Return every line below in which "StreakParams" appears.
+++
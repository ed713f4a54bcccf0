//! Anamorphic streak: horizontal flare from bright sources.

use super::composite::{self, Composite, Source};
use super::{Reach, SpatialOp};
use crate::blur::BlurKind;
use crate::math::{luminance, smoothstep};
use crate::pipeline::{FrameContext, Workspace};

/// Streak length multiplier: `length` 1.0 spans 80 pixels per pass.
pub const STREAK_LENGTH_SCALE: f32 = 80.0;

/// Streak controls.
#[derive(Debug, Clone, Copy, PartialEq)]
pub struct StreakParams {
    /// Module switch.
    pub enable: bool,
    /// Additive strength.
    pub amount: f32,
    /// Luminance where streaks start.
    pub threshold: f32,
    /// Streak length, scaled by [`STREAK_LENGTH_SCALE`].
    pub length: f32,
    /// Warm (+) or blue (-) tint.
    pub tint: f32,
}

impl Default for StreakParams {
    fn default() -> Self {
        Self { enable: false, amount: 0.0, threshold: 0.8, length: 0.5, tint: 0.0 }
    }
}

/// Streak operator.
#[derive(Debug, Clone)]
pub struct Streak {
    params: StreakParams,
    tint: [f32; 3],
}

impl Streak {
    /// Creates the operator.
    pub fn new(params: StreakParams) -> Self {
        let t = params.tint;
        let tint = if t > 0.0 {
            [1.0 + t * 0.3, 1.0 + t * 0.1, 1.0 - t * 0.2]
        } else if t < 0.0 {
            [1.0 + t * 0.2, 1.0, 1.0 - t * 0.3]
        } else {
            [1.0; 3]
        };
        Self { params, tint }
    }

    /// Per-pass box radius at `render_scale`.
    pub fn pass_radius(&self, render_scale: f32) -> usize {
        ((self.params.length * STREAK_LENGTH_SCALE * render_scale) as i64).max(1) as usize
    }
}

impl Composite for Streak {
    fn source(&self) -> Source {
        Source::Extracted
    }

    fn extract(&self, rgb: [f32; 3]) -> [f32; 3] {
        let t = self.params.threshold;
        let mask = smoothstep(t, t + 0.3, luminance(rgb));
        if mask <= 0.001 { [0.0; 3] } else { rgb.map(|v| v * mask) }
    }

    fn blur(&self, frame: &FrameContext) -> BlurKind {
        BlurKind::Streak(self.pass_radius(frame.render_scale))
    }

    fn combine(&self, rgb: [f32; 3], blurred: [f32; 3]) -> [f32; 3] {
        let a = self.params.amount;
        if a <= 0.0 {
            return rgb;
        }
        [
            rgb[0] + blurred[0] * self.tint[0] * a,
            rgb[1] + blurred[1] * self.tint[1] * a,
            rgb[2] + blurred[2] * self.tint[2] * a,
        ]
    }
}

impl SpatialOp for Streak {
    fn name(&self) -> &'static str {
        "streak"
    }

    fn is_active(&self) -> bool {
        self.params.enable && self.params.amount > 0.0
    }

    // Horizontal-only and not reserved in the apron; long streaks clip at
    // tile edges.
    fn reach(&self, _render_scale: f32) -> Reach {
        Reach::None
    }

    fn render(&self, ws: &mut Workspace, frame: &FrameContext) {
        composite::render(self, ws, frame);
    }
}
+++
**FINISHED TASK**.
pub struct StreakParams {
impl Default for StreakParams {
    params: StreakParams,
    pub fn new(params: StreakParams) -> Self {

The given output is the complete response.